Return a copy of each line in the listing that includes the word "RdgBufferBinding".

── Task material ──

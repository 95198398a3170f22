//! 执行阶段
//!
//! 分配瞬态 backing、租借 command buffer、逐 Pass 发射 barrier、
//! 为图形 Pass 打开 dynamic rendering 作用域、调用回调，最后一次提交。
//! 回调失败只记日志不中断：坏掉的 Pass 不会毒化整帧。
//! 提交后 CPU 不做任何等待。

use ash::vk;
use itertools::Itertools;
use silvis_gfx::basic::color::LabelColor;
use silvis_gfx::commands::barrier::{GfxBufferBarrier, GfxImageBarrier};
use silvis_gfx::commands::command_buffer::GfxCommandBuffer;
use silvis_gfx::commands::submit_info::GfxSubmitInfo;
use silvis_gfx::resources::buffer::GfxBuffer;
use silvis_gfx::resources::image::{GfxImage2D, GfxImageDesc};

use crate::barrier::RdgBarrier;
use crate::error::{RdgError, RdgResult};
use crate::graph::RdgBuilder;
use crate::pass::{RdgPass, RdgPassCallback, RdgPassKind};
use crate::pool::plan_assignments;
use crate::registry::RdgResourceRegistry;
use crate::resource::{RdgBufferBinding, RdgTextureBinding};
use crate::sync::RdgSyncBundle;

// 瞬态资源分配
impl RdgBuilder {
    /// 为所有被使用的瞬态资源分配 backing
    ///
    /// 帧内按生命周期区间复用，帧间通过 pool 复用；
    /// `lifetime.used == false` 的资源不分配
    pub(crate) fn allocate_transients(&mut self) -> RdgResult<()> {
        self.allocate_transient_textures()?;
        self.allocate_transient_buffers()
    }

    fn allocate_transient_textures(&mut self) -> RdgResult<()> {
        let mut items: Vec<_> = self
            .registry
            .sorted_transient_textures()
            .into_iter()
            .filter_map(|handle| {
                let record = self.registry.texture(handle);
                record.lifetime.used.then(|| (handle, record.desc.as_gfx_desc(), record.lifetime))
            })
            .collect_vec();
        items.sort_by_key(|(handle, _, lifetime)| (lifetime.first_pass, handle.id));

        let plan_input: Vec<(GfxImageDesc, _)> =
            items.iter().map(|(_, desc, lifetime)| (desc.clone(), *lifetime)).collect();
        let (assignments, slot_count) = plan_assignments(&plan_input);

        let mut slot_images: Vec<Option<GfxImage2D>> = Vec::new();
        slot_images.resize_with(slot_count, || None);

        let mut failure = None;
        {
            let mut pool = self.pool.borrow_mut();
            for (i, slot) in assignments.iter().enumerate() {
                let (handle, gfx_desc, _) = &items[i];

                if slot_images[*slot].is_none() {
                    let name = self.registry.texture(*handle).desc.name.clone();
                    let image = match pool.acquire_image(gfx_desc) {
                        Some(image) => {
                            log::debug!("transient texture '{}': pool hit", name);
                            image
                        }
                        None => {
                            match GfxImage2D::new(self.device.clone(), self.allocator.clone(), gfx_desc.clone(), &name)
                            {
                                Ok(image) => {
                                    log::debug!("transient texture '{}': new backing", name);
                                    image
                                }
                                Err(result) => {
                                    failure = Some(RdgError::AllocationFailed { name, result });
                                    break;
                                }
                            }
                        }
                    };
                    slot_images[*slot] = Some(image);
                }
                self.registry.texture_mut(*handle).binding = RdgTextureBinding::Transient { slot: *slot };
            }

            if let Some(error) = failure {
                // 半路失败：已拿到的 backing 放回 pool，让调用方丢帧后还能复用
                for image in slot_images.into_iter().flatten() {
                    pool.release_image(image);
                }
                return Err(error);
            }
        }

        self.frame_images = slot_images.into_iter().map(|image| image.unwrap()).collect();
        Ok(())
    }

    fn allocate_transient_buffers(&mut self) -> RdgResult<()> {
        let mut items: Vec<_> = self
            .registry
            .sorted_transient_buffers()
            .into_iter()
            .filter_map(|handle| {
                let record = self.registry.buffer(handle);
                record.lifetime.used.then(|| (handle, record.desc.size, record.desc.usage, record.lifetime))
            })
            .collect_vec();
        items.sort_by_key(|(handle, _, _, lifetime)| (lifetime.first_pass, handle.id));

        let plan_input: Vec<((vk::DeviceSize, vk::BufferUsageFlags), _)> =
            items.iter().map(|(_, size, usage, lifetime)| ((*size, *usage), *lifetime)).collect();
        let (assignments, slot_count) = plan_assignments(&plan_input);

        let mut slot_buffers: Vec<Option<GfxBuffer>> = Vec::new();
        slot_buffers.resize_with(slot_count, || None);

        let mut failure = None;
        {
            let mut pool = self.pool.borrow_mut();
            for (i, slot) in assignments.iter().enumerate() {
                let (handle, size, usage, _) = &items[i];

                if slot_buffers[*slot].is_none() {
                    let name = self.registry.buffer(*handle).desc.name.clone();
                    let buffer = match pool.acquire_buffer(*size, *usage) {
                        Some(buffer) => {
                            log::debug!("transient buffer '{}': pool hit", name);
                            buffer
                        }
                        None => match GfxBuffer::new(self.device.clone(), self.allocator.clone(), *size, *usage, &name)
                        {
                            Ok(buffer) => buffer,
                            Err(result) => {
                                failure = Some(RdgError::AllocationFailed { name, result });
                                break;
                            }
                        },
                    };
                    slot_buffers[*slot] = Some(buffer);
                }
                self.registry.buffer_mut(*handle).binding = RdgBufferBinding::Transient { slot: *slot };
            }

            if let Some(error) = failure {
                for buffer in slot_buffers.into_iter().flatten() {
                    pool.release_buffer(buffer);
                }
                return Err(error);
            }
        }

        self.frame_buffers = slot_buffers.into_iter().map(|buffer| buffer.unwrap()).collect();
        Ok(())
    }

    /// 帧末把瞬态 backing 归还 pool 供下一帧复用
    pub(crate) fn release_transients(&mut self) {
        let mut pool = self.pool.borrow_mut();
        for image in self.frame_images.drain(..) {
            pool.release_image(image);
        }
        for buffer in self.frame_buffers.drain(..) {
            pool.release_buffer(buffer);
        }
    }
}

───

▶ _Answer space_
use crate::resource::{RdgBufferBinding, RdgTextureBinding};
                self.registry.buffer_mut(*handle).binding = RdgBufferBinding::Transient { slot: *slot };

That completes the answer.